One needn’t be a sharp-eyed customer to first notice the more than 70 shiny steel knives, including two-handed great swords, Japanese Katana blades, a "Three Musketeers"-like rapier sword blade, Bowie knives and daggers, suspended from magnetic strips in the shop, located at 2419 N.W. Market St.
Button said her father used to feed her family while they were in Alaska in the late 40s by hunting outside Anchorage and indicated a mounted sheep head on the wall.
“This sheep head is the only thing he ever had mounted,” she said. “He would not shoot anything to brag. He shot to feed the family. I was raised on wild meat, and when I first ate beef it tasted strange.”
This sense of authenticity seems to reverberate in the work Inman and Gregory proudly display.
“When you’re a knife maker, making a pretty thing is great, but if it doesn’t cut it defeats the purpose,” said Inman, who pointed out that some prefer extremely ornate, but dull-edged knives.
“A knife that cuts immediately gives you respect,” he said. “We understand what the knife needs. It doesn’t matter what kind of knife walks through the door, from an extremely expensive one to one that they bought in the thrift store. We put an edge on it that will shave hair when they leave.”
“The more we become more technically advanced, the more we get away from the simplistic things that made us what we are today,” Inman said. “Having that sharp knife 150 years ago sometimes meant life and death and whether or not you were going to freeze to death or have a home.”
“Everybody’s got something to cut with,” he said. “That’s the one tool our bodies don’t have. We can’t cut. For 15,000 years we’ve come up with flakes of obsidian to be able to cut. Everybody has something sharp, so technically everybody is our demographic as far as the sharpening goes.”
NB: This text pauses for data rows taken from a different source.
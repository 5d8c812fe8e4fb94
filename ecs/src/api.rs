//! Canonical request and response records for the ECS wire.
//!
//! The protocol adapter deserializes request bodies straight into these;
//! responses embed the model entities, which already carry the camelCase
//! field names the wire expects.

use serde::{Deserialize, Serialize};
use stevedore_model::*;

/// One entry in a Describe* failures array.
#[derive(Debug, Clone, Serialize)]
#[serde(rename_all = "camelCase")]
pub struct Failure {
    pub arn: String,
    pub reason: String,
    #[serde(skip_serializing_if = "Option::is_none")]
    pub detail: Option<String>,
}

impl Failure {
    pub fn missing(arn: impl Into<String>) -> Self {
        Self {
            arn: arn.into(),
            reason: "MISSING".into(),
            detail: None,
        }
    }
}

#[derive(Debug, Clone, Default, Deserialize)]
#[serde(rename_all = "camelCase")]
pub struct CreateClusterRequest {
    pub cluster_name: Option<String>,
    #[serde(default)]
    pub tags: Vec<Tag>,
}

#[derive(Debug, Clone, Serialize)]
#[serde(rename_all = "camelCase")]
pub struct ClusterResponse {
    pub cluster: Cluster,
}

#[derive(Debug, Clone, Deserialize)]
#[serde(rename_all = "camelCase")]
pub struct DeleteClusterRequest {
    pub cluster: String,
}

#[derive(Debug, Clone, Default, Deserialize)]
#[serde(rename_all = "camelCase")]
pub struct DescribeClustersRequest {
    #[serde(default)]
    pub clusters: Vec<String>,
}

#[derive(Debug, Clone, Serialize)]
#[serde(rename_all = "camelCase")]
pub struct DescribeClustersResponse {
    pub clusters: Vec<Cluster>,
    pub failures: Vec<Failure>,
}

#[derive(Debug, Clone, Default, Deserialize)]
#[serde(rename_all = "camelCase")]
pub struct ListClustersRequest {
    pub max_results: Option<i32>,
    pub next_token: Option<String>,
}

#[derive(Debug, Clone, Serialize)]
#[serde(rename_all = "camelCase")]
pub struct ListClustersResponse {
    pub cluster_arns: Vec<String>,
    #[serde(skip_serializing_if = "Option::is_none")]
    pub next_token: Option<String>,
}

#[derive(Debug, Clone, Deserialize)]
#[serde(rename_all = "camelCase")]
pub struct RegisterTaskDefinitionRequest {
    pub family: Option<String>,
    #[serde(default)]
    pub container_definitions: Vec<ContainerDefinition>,
    pub network_mode: Option<NetworkMode>,
    pub cpu: Option<String>,
    pub memory: Option<String>,
    #[serde(default)]
    pub volumes: Vec<serde_json::Value>,
    #[serde(default)]
    pub placement_constraints: Vec<serde_json::Value>,
    #[serde(default)]
    pub requires_compatibilities: Vec<String>,
    pub execution_role_arn: Option<String>,
    pub task_role_arn: Option<String>,
    #[serde(default)]
    pub tags: Vec<Tag>,
}

#[derive(Debug, Clone, Serialize)]
#[serde(rename_all = "camelCase")]
pub struct TaskDefinitionResponse {
    pub task_definition: TaskDefinition,
    #[serde(skip_serializing_if = "Vec::is_empty")]
    pub tags: Vec<Tag>,
}

#[derive(Debug, Clone, Deserialize)]
#[serde(rename_all = "camelCase")]
pub struct DeregisterTaskDefinitionRequest {
    pub task_definition: String,
}

#[derive(Debug, Clone, Deserialize)]
#[serde(rename_all = "camelCase")]
pub struct DescribeTaskDefinitionRequest {
    pub task_definition: String,
}

#[derive(Debug, Clone, Default, Deserialize)]
#[serde(rename_all = "camelCase")]
pub struct ListTaskDefinitionsRequest {
    pub family_prefix: Option<String>,
    pub status: Option<TaskDefinitionStatus>,
    pub max_results: Option<i32>,
    pub next_token: Option<String>,
}

#[derive(Debug, Clone, Serialize)]
#[serde(rename_all = "camelCase")]
pub struct ListTaskDefinitionsResponse {
    pub task_definition_arns: Vec<String>,
    #[serde(skip_serializing_if = "Option::is_none")]
    pub next_token: Option<String>,
}

#[derive(Debug, Clone, Default, Deserialize)]
#[serde(rename_all = "camelCase")]
pub struct ListTaskDefinitionFamiliesRequest {
    pub family_prefix: Option<String>,
    pub status: Option<String>,
    pub max_results: Option<i32>,
    pub next_token: Option<String>,
}

#[derive(Debug, Clone, Serialize)]
#[serde(rename_all = "camelCase")]
pub struct ListTaskDefinitionFamiliesResponse {
    pub families: Vec<String>,
    #[serde(skip_serializing_if = "Option::is_none")]
    pub next_token: Option<String>,
}

#[derive(Debug, Clone, Deserialize)]
#[serde(rename_all = "camelCase")]
pub struct RunTaskRequest {
    pub cluster: Option<String>,
    pub task_definition: String,
    pub count: Option<i32>,
    pub launch_type: Option<LaunchType>,
    pub started_by: Option<String>,
    pub group: Option<String>,
    #[serde(default)]
    pub tags: Vec<Tag>,
}

#[derive(Debug, Clone, Serialize)]
#[serde(rename_all = "camelCase")]
pub struct RunTaskResponse {
    pub tasks: Vec<Task>,
    pub failures: Vec<Failure>,
}

#[derive(Debug, Clone, Deserialize)]
#[serde(rename_all = "camelCase")]
pub struct StartTaskRequest {
    pub cluster: Option<String>,
    pub task_definition: String,
    #[serde(default)]
    pub container_instances: Vec<String>,
    pub started_by: Option<String>,
    pub group: Option<String>,
}

#[derive(Debug, Clone, Deserialize)]
#[serde(rename_all = "camelCase")]
pub struct StopTaskRequest {
    pub cluster: Option<String>,
    pub task: String,
    pub reason: Option<String>,
}

#[derive(Debug, Clone, Serialize)]
#[serde(rename_all = "camelCase")]
pub struct TaskResponse {
    pub task: Task,
}

#[derive(Debug, Clone, Deserialize)]
#[serde(rename_all = "camelCase")]
pub struct DescribeTasksRequest {
    pub cluster: Option<String>,
    pub tasks: Vec<String>,
}

#[derive(Debug, Clone, Serialize)]
#[serde(rename_all = "camelCase")]
pub struct DescribeTasksResponse {
    pub tasks: Vec<Task>,
    pub failures: Vec<Failure>,
}

#[derive(Debug, Clone, Default, Deserialize)]
#[serde(rename_all = "camelCase")]
pub struct ListTasksRequest {
    pub cluster: Option<String>,
    pub service_name: Option<String>,
    pub family: Option<String>,
    pub started_by: Option<String>,
    pub launch_type: Option<LaunchType>,
    pub desired_status: Option<TaskStatus>,
    pub max_results: Option<i32>,
    pub next_token: Option<String>,
}

#[derive(Debug, Clone, Serialize)]
#[serde(rename_all = "camelCase")]
pub struct ListTasksResponse {
    pub task_arns: Vec<String>,
    #[serde(skip_serializing_if = "Option::is_none")]
    pub next_token: Option<String>,
}

#[derive(Debug, Clone, Deserialize)]
#[serde(rename_all = "camelCase")]
pub struct CreateServiceRequest {
    pub cluster: Option<String>,
    pub service_name: String,
    pub task_definition: Option<String>,
    pub desired_count: Option<i32>,
    pub launch_type: Option<LaunchType>,
    #[serde(default)]
    pub load_balancers: Vec<LoadBalancerRef>,
    #[serde(default)]
    pub service_registries: Vec<ServiceRegistryRef>,
    pub deployment_controller: Option<DeploymentController>,
    pub platform_version: Option<String>,
    #[serde(default)]
    pub tags: Vec<Tag>,
}

#[derive(Debug, Clone, Serialize)]
#[serde(rename_all = "camelCase")]
pub struct ServiceResponse {
    pub service: Service,
}

#[derive(Debug, Clone, Deserialize)]
#[serde(rename_all = "camelCase")]
pub struct UpdateServiceRequest {
    pub cluster: Option<String>,
    pub service: String,
    pub desired_count: Option<i32>,
    pub task_definition: Option<String>,
}

#[derive(Debug, Clone, Deserialize)]
#[serde(rename_all = "camelCase")]
pub struct DeleteServiceRequest {
    pub cluster: Option<String>,
    pub service: String,
    #[serde(default)]
    pub force: bool,
}

#[derive(Debug, Clone, Deserialize)]
#[serde(rename_all = "camelCase")]
pub struct DescribeServicesRequest {
    pub cluster: Option<String>,
    pub services: Vec<String>,
}

#[derive(Debug, Clone, Serialize)]
#[serde(rename_all = "camelCase")]
pub struct DescribeServicesResponse {
    pub services: Vec<Service>,
    pub failures: Vec<Failure>,
}

#[derive(Debug, Clone, Default, Deserialize)]
#[serde(rename_all = "camelCase")]
pub struct ListServicesRequest {
    pub cluster: Option<String>,
    pub launch_type: Option<LaunchType>,
    pub max_results: Option<i32>,
    pub next_token: Option<String>,
}

#[derive(Debug, Clone, Serialize)]
#[serde(rename_all = "camelCase")]
pub struct ListServicesResponse {
    pub service_arns: Vec<String>,
    #[serde(skip_serializing_if = "Option::is_none")]
    pub next_token: Option<String>,
}

#[derive(Debug, Clone, Deserialize)]
#[serde(rename_all = "camelCase")]
pub struct CreateTaskSetRequest {
    pub cluster: String,
    pub service: String,
    pub task_definition: String,
    pub external_id: Option<String>,
    pub scale: Option<Scale>,
    pub launch_type: Option<LaunchType>,
    #[serde(default)]
    pub load_balancers: Vec<LoadBalancerRef>,
    #[serde(default)]
    pub service_registries: Vec<ServiceRegistryRef>,
    pub client_token: Option<String>,
}

#[derive(Debug, Clone, Serialize)]
#[serde(rename_all = "camelCase")]
pub struct TaskSetResponse {
    pub task_set: TaskSet,
}

#[derive(Debug, Clone, Deserialize)]
#[serde(rename_all = "camelCase")]
pub struct UpdateTaskSetRequest {
    pub cluster: String,
    pub service: String,
    pub task_set: String,
    pub scale: Scale,
}

#[derive(Debug, Clone, Deserialize)]
#[serde(rename_all = "camelCase")]
pub struct DeleteTaskSetRequest {
    pub cluster: String,
    pub service: String,
    pub task_set: String,
    #[serde(default)]
    pub force: bool,
}

#[derive(Debug, Clone, Deserialize)]
#[serde(rename_all = "camelCase")]
pub struct DescribeTaskSetsRequest {
    pub cluster: String,
    pub service: String,
    #[serde(default)]
    pub task_sets: Vec<String>,
}

#[derive(Debug, Clone, Serialize)]
#[serde(rename_all = "camelCase")]
pub struct DescribeTaskSetsResponse {
    pub task_sets: Vec<TaskSet>,
    pub failures: Vec<Failure>,
}

#[derive(Debug, Clone, Deserialize)]
#[serde(rename_all = "camelCase")]
pub struct UpdateServicePrimaryTaskSetRequest {
    pub cluster: String,
    pub service: String,
    pub primary_task_set: String,
}

#[derive(Debug, Clone, Default, Deserialize)]
#[serde(rename_all = "camelCase")]
pub struct RegisterContainerInstanceRequest {
    pub cluster: Option<String>,
    pub instance_identity_document: Option<String>,
    #[serde(default)]
    pub attributes: Vec<Attribute>,
    #[serde(default)]
    pub total_resources: Vec<serde_json::Value>,
    pub version_info: Option<serde_json::Value>,
}

#[derive(Debug, Clone, Serialize)]
#[serde(rename_all = "camelCase")]
pub struct ContainerInstanceResponse {
    pub container_instance: ContainerInstance,
}

#[derive(Debug, Clone, Deserialize)]
#[serde(rename_all = "camelCase")]
pub struct DeregisterContainerInstanceRequest {
    pub cluster: Option<String>,
    pub container_instance: String,
    #[serde(default)]
    pub force: bool,
}

#[derive(Debug, Clone, Deserialize)]
#[serde(rename_all = "camelCase")]
pub struct DescribeContainerInstancesRequest {
    pub cluster: Option<String>,
    pub container_instances: Vec<String>,
}

#[derive(Debug, Clone, Serialize)]
#[serde(rename_all = "camelCase")]
pub struct DescribeContainerInstancesResponse {
    pub container_instances: Vec<ContainerInstance>,
    pub failures: Vec<Failure>,
}

#[derive(Debug, Clone, Default, Deserialize)]
#[serde(rename_all = "camelCase")]
pub struct ListContainerInstancesRequest {
    pub cluster: Option<String>,
    pub status: Option<String>,
    pub max_results: Option<i32>,
    pub next_token: Option<String>,
}

#[derive(Debug, Clone, Serialize)]
#[serde(rename_all = "camelCase")]
pub struct ListContainerInstancesResponse {
    pub container_instance_arns: Vec<String>,
    #[serde(skip_serializing_if = "Option::is_none")]
    pub next_token: Option<String>,
}

#[derive(Debug, Clone, Deserialize)]
#[serde(rename_all = "camelCase")]
pub struct UpdateContainerInstancesStateRequest {
    pub cluster: Option<String>,
    pub container_instances: Vec<String>,
    pub status: String,
}

#[derive(Debug, Clone, Deserialize)]
#[serde(rename_all = "camelCase")]
pub struct PutAttributesRequest {
    pub cluster: Option<String>,
    pub attributes: Vec<Attribute>,
}

#[derive(Debug, Clone, Serialize)]
#[serde(rename_all = "camelCase")]
pub struct AttributesResponse {
    pub attributes: Vec<Attribute>,
}

#[derive(Debug, Clone, Deserialize)]
#[serde(rename_all = "camelCase")]
pub struct DeleteAttributesRequest {
    pub cluster: Option<String>,
    pub attributes: Vec<Attribute>,
}

#[derive(Debug, Clone, Default, Deserialize)]
#[serde(rename_all = "camelCase")]
pub struct ListAttributesRequest {
    pub cluster: Option<String>,
    pub target_type: String,
    pub attribute_name: Option<String>,
    pub attribute_value: Option<String>,
    pub max_results: Option<i32>,
    pub next_token: Option<String>,
}

#[derive(Debug, Clone, Serialize)]
#[serde(rename_all = "camelCase")]
pub struct ListAttributesResponse {
    pub attributes: Vec<Attribute>,
    #[serde(skip_serializing_if = "Option::is_none")]
    pub next_token: Option<String>,
}

#[derive(Debug, Clone, Deserialize)]
#[serde(rename_all = "camelCase")]
pub struct TagResourceRequest {
    pub resource_arn: String,
    pub tags: Vec<Tag>,
}

#[derive(Debug, Clone, Deserialize)]
#[serde(rename_all = "camelCase")]
pub struct UntagResourceRequest {
    pub resource_arn: String,
    pub tag_keys: Vec<String>,
}

#[derive(Debug, Clone, Deserialize)]
#[serde(rename_all = "camelCase")]
pub struct ListTagsForResourceRequest {
    pub resource_arn: String,
}

#[derive(Debug, Clone, Serialize)]
#[serde(rename_all = "camelCase")]
pub struct ListTagsForResourceResponse {
    pub tags: Vec<Tag>,
}

/// Empty JSON object response for operations that return nothing.
#[derive(Debug, Clone, Serialize)]
pub struct EmptyResponse {}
“A lot of people walk in and see swords and things like that, and it can be a little intimidating,” said Gregory. “But once they get passed that initial intimidation, they find that they can learn things here, as far as the history of the blades, how they are made, regardless of cultures, time periods and everything else. We’ve tried to dabble in all of them, from Old-World bronze blades to modern technology.”
The blades that line the wall of the shop are not complete. They lack handles.
“If you like the shape of one, we’ll choose the wood you want for the handle, and it will be finished specifically for you,” Button said. “At a certain point before it is completely finished, you can come back in and we make it fit perfectly for your hand.”
Gregory, who enjoys occasionally adorning himself in pirate gear while taking a stroll, said he spent years performing at Renaissance fairs.
“I put on shows of swordplay at the Ren fairs, which is what inspired me to get into making them,” he said. “Everything you could buy was crap. The swords looked pretty, but they weren’t any good. I wanted to make serviceable blades you could use and abuse and cut and do the things the sword was originally made to do.
“The shows were entertainment, but making a believable fight for the audience actually requires months of work with your partner,” he said. “You will lose fingers and maim people if you don’t practice enough. In the 'Pirates of the Caribbean' movies, they spend months working on sword fighting scenes. That’s how you get the real-looking fight, with the anger and intensity that goes with it, while still being safe for the participants. Johnny Depp is a fairly proficient swordsman. I look at the 'Pirate' movies a lot differently than most people.”